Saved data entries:
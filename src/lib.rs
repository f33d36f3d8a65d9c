pub mod clock;
pub mod config;
pub mod config_validator;
pub mod error;
pub mod handlers;
pub mod health;
pub mod key_generator;
pub mod metrics;
pub mod middleware;
pub mod model;
pub mod notifier;
pub mod rate_limit_config;
pub mod redis;
pub mod response;
pub mod server;
pub mod state;
pub mod store;
pub mod throttle;
pub mod validation;

pub use config::Config;
pub use error::RegistryError;
pub use server::create_app;
pub use state::AppState;
pub use throttle::{Decision, RequestThrottle, ThrottleEntry, ThrottleError};
use super::{ClientStore, StoreBackend};
use crate::error::RegistryError;
use crate::model::{Client, ClientUpdate, NewClient, Page};
use async_trait::async_trait;
use chrono::Utc;
use std::collections::BTreeMap;
use tokio::sync::RwLock;

struct Table {
    next_id: u64,
    rows: BTreeMap<u64, Client>,
}

/// Process-local store. Ids start at 1 and are never reused.
pub struct InMemoryClientStore {
    table: RwLock<Table>,
}

impl InMemoryClientStore {
    pub fn new() -> Self {
        Self {
            table: RwLock::new(Table {
                next_id: 1,
                rows: BTreeMap::new(),
            }),
        }
    }
}

impl Default for InMemoryClientStore {
    fn default() -> Self {
        Self::new()
    }
}

#[async_trait]
impl ClientStore for InMemoryClientStore {
    async fn create(&self, client: NewClient) -> Result<Client, RegistryError> {
        let mut table = self.table.write().await;
        let id = table.next_id;
        table.next_id += 1;

        let client = Client::from_new(id, Utc::now(), client);
        table.rows.insert(id, client.clone());
        Ok(client)
    }

    async fn list(&self, page: Page) -> Result<Vec<Client>, RegistryError> {
        let table = self.table.read().await;
        Ok(table
            .rows
            .values()
            .skip(page.skip)
            .take(page.limit)
            .cloned()
            .collect())
    }

    async fn get(&self, id: u64) -> Result<Option<Client>, RegistryError> {
        let table = self.table.read().await;
        Ok(table.rows.get(&id).cloned())
    }

    async fn update(
        &self,
        id: u64,
        changes: ClientUpdate,
    ) -> Result<Option<Client>, RegistryError> {
        let mut table = self.table.write().await;
        Ok(table.rows.get_mut(&id).map(|client| {
            client.apply(changes);
            client.clone()
        }))
    }

    async fn delete(&self, id: u64) -> Result<bool, RegistryError> {
        let mut table = self.table.write().await;
        Ok(table.rows.remove(&id).is_some())
    }

    async fn ping(&self) -> Result<(), RegistryError> {
        Ok(())
    }

    fn backend(&self) -> StoreBackend {
        StoreBackend::Memory
    }
}
//! Persistence backends for client records.
//!
//! Handlers only see [`ClientStore`]; whether records live in process memory,
//! in SQLite tables or as JSON documents in Redis is decided once at startup.

mod document;
mod memory;
mod sql;

pub use document::RedisClientStore;
pub use memory::InMemoryClientStore;
pub use sql::SqlClientStore;

use crate::error::RegistryError;
use crate::model::{Client, ClientUpdate, NewClient, Page};
use async_trait::async_trait;
use serde::Serialize;
use std::fmt;
use std::str::FromStr;

/// Which persistence backend holds the records
#[derive(Debug, Clone, Copy, PartialEq, Eq, Serialize)]
#[serde(rename_all = "lowercase")]
pub enum StoreBackend {
    Memory,
    Sql,
    Redis,
}

impl FromStr for StoreBackend {
    type Err = String;

    fn from_str(s: &str) -> Result<Self, Self::Err> {
        match s.trim().to_lowercase().as_str() {
            "memory" => Ok(StoreBackend::Memory),
            "sql" | "sqlite" => Ok(StoreBackend::Sql),
            "redis" => Ok(StoreBackend::Redis),
            other => Err(format!(
                "Unknown store backend '{}'. Must be one of: memory, sql, redis",
                other
            )),
        }
    }
}

impl fmt::Display for StoreBackend {
    fn fmt(&self, f: &mut fmt::Formatter<'_>) -> fmt::Result {
        match self {
            StoreBackend::Memory => write!(f, "memory"),
            StoreBackend::Sql => write!(f, "sql"),
            StoreBackend::Redis => write!(f, "redis"),
        }
    }
}

#[async_trait]
pub trait ClientStore: Send + Sync {
    /// Persist a new client and return it with its assigned id
    async fn create(&self, client: NewClient) -> Result<Client, RegistryError>;

    /// Clients in ascending id order
    async fn list(&self, page: Page) -> Result<Vec<Client>, RegistryError>;

    async fn get(&self, id: u64) -> Result<Option<Client>, RegistryError>;

    /// Apply `changes` and return the updated client, or `None` if absent
    async fn update(&self, id: u64, changes: ClientUpdate)
        -> Result<Option<Client>, RegistryError>;

    /// Returns whether a client was removed
    async fn delete(&self, id: u64) -> Result<bool, RegistryError>;

    async fn ping(&self) -> Result<(), RegistryError>;

    fn backend(&self) -> StoreBackend;
}
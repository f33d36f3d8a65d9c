use axum::{
    extract::{ConnectInfo, Path, Query, State},
    http::{header, HeaderMap, StatusCode},
    response::IntoResponse,
    Json,
};
use std::net::SocketAddr;
use tracing::{error, info};

use crate::error::RegistryError;
use crate::model::{Client, ClientCreated, ClientUpdate, NewClient, Page};
use crate::response::{DeleteResponse, ReadinessResponse};
use crate::state::AppState;
use crate::validation::RequestValidator;

fn peer(connect_info: Option<ConnectInfo<SocketAddr>>) -> Option<SocketAddr> {
    connect_info.map(|ConnectInfo(addr)| addr)
}

/// Create a client and announce it
pub async fn create_client(
    State(state): State<AppState>,
    connect_info: Option<ConnectInfo<SocketAddr>>,
    headers: HeaderMap,
    Json(payload): Json<NewClient>,
) -> Result<Json<Client>, RegistryError> {
    state.admit(&headers, peer(connect_info))?;
    RequestValidator::validate_new_client(&payload)?;

    let client = state.store.create(payload).await?;
    info!(
        target: "client_registry::handlers",
        client_id = client.id,
        backend = %state.store.backend(),
        "Client created"
    );

    let event = ClientCreated::from(&client);
    match state.notifier.publish(&event).await {
        Ok(()) => state.metrics.record_notification(true),
        Err(err) => {
            state.metrics.record_notification(false);
            error!(
                target: "client_registry::handlers",
                client_id = client.id,
                error = %err,
                "Failed to publish client created event"
            );
            return Err(RegistryError::Notification(err.to_string()));
        }
    }

    Ok(Json(client))
}

/// List clients page by page
pub async fn list_clients(
    State(state): State<AppState>,
    Query(page): Query<Page>,
) -> Result<Json<Vec<Client>>, RegistryError> {
    RequestValidator::validate_page(&page)?;
    let clients = state.store.list(page).await?;
    Ok(Json(clients))
}

/// Fetch one client
pub async fn get_client(
    State(state): State<AppState>,
    Path(id): Path<u64>,
) -> Result<Json<Client>, RegistryError> {
    state
        .store
        .get(id)
        .await?
        .map(Json)
        .ok_or(RegistryError::ClientNotFound(id))
}

/// Change some fields of a client
pub async fn update_client(
    State(state): State<AppState>,
    connect_info: Option<ConnectInfo<SocketAddr>>,
    headers: HeaderMap,
    Path(id): Path<u64>,
    Json(changes): Json<ClientUpdate>,
) -> Result<Json<Client>, RegistryError> {
    state.admit(&headers, peer(connect_info))?;
    RequestValidator::validate_update(&changes)?;

    let client = state
        .store
        .update(id, changes)
        .await?
        .ok_or(RegistryError::ClientNotFound(id))?;

    info!(target: "client_registry::handlers", client_id = id, "Client updated");
    Ok(Json(client))
}

/// Remove a client
pub async fn delete_client(
    State(state): State<AppState>,
    connect_info: Option<ConnectInfo<SocketAddr>>,
    headers: HeaderMap,
    Path(id): Path<u64>,
) -> Result<Json<DeleteResponse>, RegistryError> {
    state.admit(&headers, peer(connect_info))?;

    if !state.store.delete(id).await? {
        return Err(RegistryError::ClientNotFound(id));
    }

    info!(target: "client_registry::handlers", client_id = id, "Client deleted");
    Ok(Json(DeleteResponse::deleted()))
}

/// Prometheus scrape endpoint
pub async fn render_metrics(
    State(state): State<AppState>,
) -> Result<impl IntoResponse, RegistryError> {
    let body = state.metrics.render()?;
    Ok(([(header::CONTENT_TYPE, state.metrics.content_type())], body))
}

/// Health check endpoint
pub async fn health_check(State(state): State<AppState>) -> impl IntoResponse {
    Json(state.health.check_health().await)
}

/// Readiness check endpoint
pub async fn readiness_check(State(state): State<AppState>) -> impl IntoResponse {
    let store = state.health.check_store().await;

    if store.is_healthy() {
        (StatusCode::OK, Json(ReadinessResponse::ready(store.backend)))
    } else {
        (
            StatusCode::SERVICE_UNAVAILABLE,
            Json(ReadinessResponse::not_ready(store.backend, store.error)),
        )
    }
}
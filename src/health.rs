use serde::{Deserialize, Serialize};
use std::sync::Arc;
use std::time::{Instant, SystemTime};

use crate::store::ClientStore;

#[derive(Debug, Serialize, Deserialize)]
pub struct HealthStatus {
    pub status: String,
    pub timestamp: u64,
    pub version: String,
    pub uptime_seconds: u64,
    pub dependencies: DependencyStatus,
}

#[derive(Debug, Serialize, Deserialize)]
pub struct DependencyStatus {
    pub store: ServiceStatus,
}

#[derive(Debug, Serialize, Deserialize)]
pub struct ServiceStatus {
    pub backend: String,
    pub status: String,
    pub response_time_ms: u64,
    pub error: Option<String>,
}

impl ServiceStatus {
    pub fn is_healthy(&self) -> bool {
        self.status == "healthy"
    }
}

static START_TIME: std::sync::LazyLock<SystemTime> = std::sync::LazyLock::new(SystemTime::now);

#[derive(Clone)]
pub struct HealthChecker {
    store: Arc<dyn ClientStore>,
}

impl HealthChecker {
    pub fn new(store: Arc<dyn ClientStore>) -> Self {
        // Pin the start time to when the service was assembled.
        let _ = *START_TIME;
        Self { store }
    }

    pub async fn check_health(&self) -> HealthStatus {
        let now = SystemTime::now();
        let uptime = now
            .duration_since(*START_TIME)
            .unwrap_or_default()
            .as_secs();

        let store_status = self.check_store().await;

        let overall_status = if store_status.is_healthy() {
            "healthy"
        } else {
            "unhealthy"
        };

        HealthStatus {
            status: overall_status.to_string(),
            timestamp: now
                .duration_since(SystemTime::UNIX_EPOCH)
                .unwrap_or_default()
                .as_secs(),
            version: env!("CARGO_PKG_VERSION").to_string(),
            uptime_seconds: uptime,
            dependencies: DependencyStatus {
                store: store_status,
            },
        }
    }

    pub async fn check_store(&self) -> ServiceStatus {
        let start = Instant::now();
        let result = self.store.ping().await;
        let response_time_ms = start.elapsed().as_millis() as u64;

        match result {
            Ok(()) => ServiceStatus {
                backend: self.store.backend().to_string(),
                status: "healthy".to_string(),
                response_time_ms,
                error: None,
            },
            Err(err) => ServiceStatus {
                backend: self.store.backend().to_string(),
                status: "unavailable".to_string(),
                response_time_ms,
                error: Some(err.to_string()),
            },
        }
    }
}
use crate::error::RegistryError;
use redis::aio::MultiplexedConnection;
use redis::{Client, FromRedisValue, Pipeline, RedisResult, Script};

/// Shared async Redis connection used by the document store and the queue
#[derive(Clone)]
pub struct RedisClient {
    connection: MultiplexedConnection,
}

impl RedisClient {
    pub async fn connect(redis_url: &str) -> Result<Self, RegistryError> {
        let client = Client::open(redis_url)
            .map_err(|e| RegistryError::Redis(format!("Failed to create Redis client: {}", e)))?;

        let connection = client
            .get_multiplexed_async_connection()
            .await
            .map_err(|e| RegistryError::Redis(format!("Failed to connect to Redis: {}", e)))?;

        Ok(Self { connection })
    }

    pub async fn ping(&self) -> Result<String, RegistryError> {
        let mut conn = self.connection.clone();
        let result: RedisResult<String> = redis::cmd("PING").query_async(&mut conn).await;
        result.map_err(|e| RegistryError::Redis(format!("Ping failed: {}", e)))
    }

    pub async fn get(&self, key: &str) -> Result<Option<String>, RegistryError> {
        let mut conn = self.connection.clone();
        let result: RedisResult<Option<String>> =
            redis::cmd("GET").arg(key).query_async(&mut conn).await;
        result.map_err(|e| RegistryError::Redis(format!("GET failed: {}", e)))
    }

    pub async fn mget(&self, keys: &[String]) -> Result<Vec<Option<String>>, RegistryError> {
        if keys.is_empty() {
            return Ok(Vec::new());
        }

        let mut conn = self.connection.clone();
        let mut cmd = redis::cmd("MGET");
        for key in keys {
            cmd.arg(key);
        }

        let result: RedisResult<Vec<Option<String>>> = cmd.query_async(&mut conn).await;
        result.map_err(|e| RegistryError::Redis(format!("MGET failed: {}", e)))
    }

    pub async fn incr(&self, key: &str) -> Result<u64, RegistryError> {
        let mut conn = self.connection.clone();
        let result: RedisResult<u64> = redis::cmd("INCR").arg(key).query_async(&mut conn).await;
        result.map_err(|e| RegistryError::Redis(format!("INCR failed: {}", e)))
    }

    /// Members ranked `start..=stop` in ascending score order
    pub async fn zrange(
        &self,
        key: &str,
        start: isize,
        stop: isize,
    ) -> Result<Vec<String>, RegistryError> {
        let mut conn = self.connection.clone();
        let result: RedisResult<Vec<String>> = redis::cmd("ZRANGE")
            .arg(key)
            .arg(start)
            .arg(stop)
            .query_async(&mut conn)
            .await;
        result.map_err(|e| RegistryError::Redis(format!("ZRANGE failed: {}", e)))
    }

    pub async fn rpush(&self, key: &str, value: &str) -> Result<u64, RegistryError> {
        let mut conn = self.connection.clone();
        let result: RedisResult<u64> = redis::cmd("RPUSH")
            .arg(key)
            .arg(value)
            .query_async(&mut conn)
            .await;
        result.map_err(|e| RegistryError::Redis(format!("RPUSH failed: {}", e)))
    }

    pub async fn lpop(&self, key: &str) -> Result<Option<String>, RegistryError> {
        let mut conn = self.connection.clone();
        let result: RedisResult<Option<String>> =
            redis::cmd("LPOP").arg(key).query_async(&mut conn).await;
        result.map_err(|e| RegistryError::Redis(format!("LPOP failed: {}", e)))
    }

    /// Send `pipeline` in one round trip. Mark it `atomic()` for MULTI/EXEC.
    pub async fn exec<T: FromRedisValue>(&self, pipeline: &Pipeline) -> Result<T, RegistryError> {
        let mut conn = self.connection.clone();
        let result: RedisResult<T> = pipeline.query_async(&mut conn).await;
        result.map_err(|e| RegistryError::Redis(format!("Pipeline failed: {}", e)))
    }

    /// Run a Lua script server side; EVALSHA first, EVAL on a cache miss
    pub async fn eval<T: FromRedisValue>(
        &self,
        script: &Script,
        keys: &[&str],
        args: &[&str],
    ) -> Result<T, RegistryError> {
        let mut invocation = script.prepare_invoke();
        for key in keys {
            invocation.key(*key);
        }
        for arg in args {
            invocation.arg(*arg);
        }

        let mut conn = self.connection.clone();
        let result: RedisResult<T> = invocation.invoke_async(&mut conn).await;
        result.map_err(|e| RegistryError::Redis(format!("Script failed: {}", e)))
    }
}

» **What is required**
Find the word "InMemoryClientStore" in the entries above, then copy each line that holds it.

» **Response to the exercise**
pub struct InMemoryClientStore {
impl InMemoryClientStore {
impl Default for InMemoryClientStore {
impl ClientStore for InMemoryClientStore {
pub use memory::InMemoryClientStore;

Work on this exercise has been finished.